____ SOURCE INFORMATION

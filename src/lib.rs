//! Turing-Welchman Bombe emulation.
//!
//! Given an Enigma ciphertext and a crib (plaintext known to sit at the
//! start of it), the Bombe tries every rotor position for a given rotor
//! order and reports the positions, and the plugboard pairs, consistent
//! with the crib. A human (or a further tool) then takes the short list of
//! candidates to a real Enigma.
//!
//! # Architecture
//!
//! ```text
//! Menu            (letter graph of crib vs ciphertext; picks the piece with most loops)
//!     ↓ one scrambler per menu edge
//! Scrambler       (private fast rotor + crib offset)
//!     ↕ shares slow rotors, reflector and route caches
//! SharedScrambler
//!     ↓ wired into 26x26 wires with a diagonal board
//! Bombe           (energise, classify stops, checking machine, trial decryption)
//!     ↓ rotor sets swapped in
//! MultiBombe      (every rotor order x reflector)
//! ```
//!
//! # Examples
//!
//! Encrypt with an Enigma, then recover the start position with a Bombe:
//!
//! ```
//! use bombe::machine::catalog::{reflector_by_name, rotor_by_name};
//! use bombe::{Bombe, EnigmaMachine, Plugboard, Reflector};
//!
//! let spec = |n: &str| rotor_by_name(n).unwrap().spec;
//! let ukw = || Reflector::parse(reflector_by_name("B").unwrap().spec).unwrap();
//!
//! let mut enigma = EnigmaMachine::new(
//!     &[spec("I"), spec("II"), spec("III")],
//!     ukw(),
//!     "AAA",
//!     "BLA",
//!     Plugboard::parse("AR GK OX").unwrap(),
//! )
//! .unwrap();
//! let ciphertext = enigma.encrypt("WETTERVORHERSAGEFUERDIEBISKAYA").unwrap();
//!
//! // Fast rotor first.
//! let mut bombe = Bombe::new(
//!     &[spec("III"), spec("II"), spec("I")],
//!     ukw(),
//!     &ciphertext,
//!     "WETTERVORHERSAGEFUER",
//!     true,
//! )
//! .unwrap();
//! let stops = bombe.run();
//! assert!(stops.iter().any(|c| c.setting == "BLA"));
//! ```

#![deny(clippy::all)]

pub mod bombe;
pub mod config;
pub mod error;
pub mod machine;
pub mod menu;
pub mod multi;
mod scrambler;
mod shared_scrambler;
pub mod utils;

pub use bombe::{Bombe, Candidate, Progress, UNKNOWN_STECKERS};
pub use config::{BombeConfig, ConfigError};
pub use error::BombeError;
pub use machine::{EnigmaMachine, Plugboard, Reflector, Rotor, Wiring};
pub use menu::{Menu, MenuEdge, Subgraph};
pub use multi::{Component, MultiBombe, MultiCandidate};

________

BRIEF | Repeat verbatim the opening run of entries, ending with the line that contains "plugboard pairs, consistent".

WRITTEN REPLY |
filename src/lib.rs
//! Turing-Welchman Bombe emulation.
//!
//! Given an Enigma ciphertext and a crib (plaintext known to sit at the
//! start of it), the Bombe tries every rotor position for a given rotor
//! order and reports the positions, and the plugboard pairs, consistent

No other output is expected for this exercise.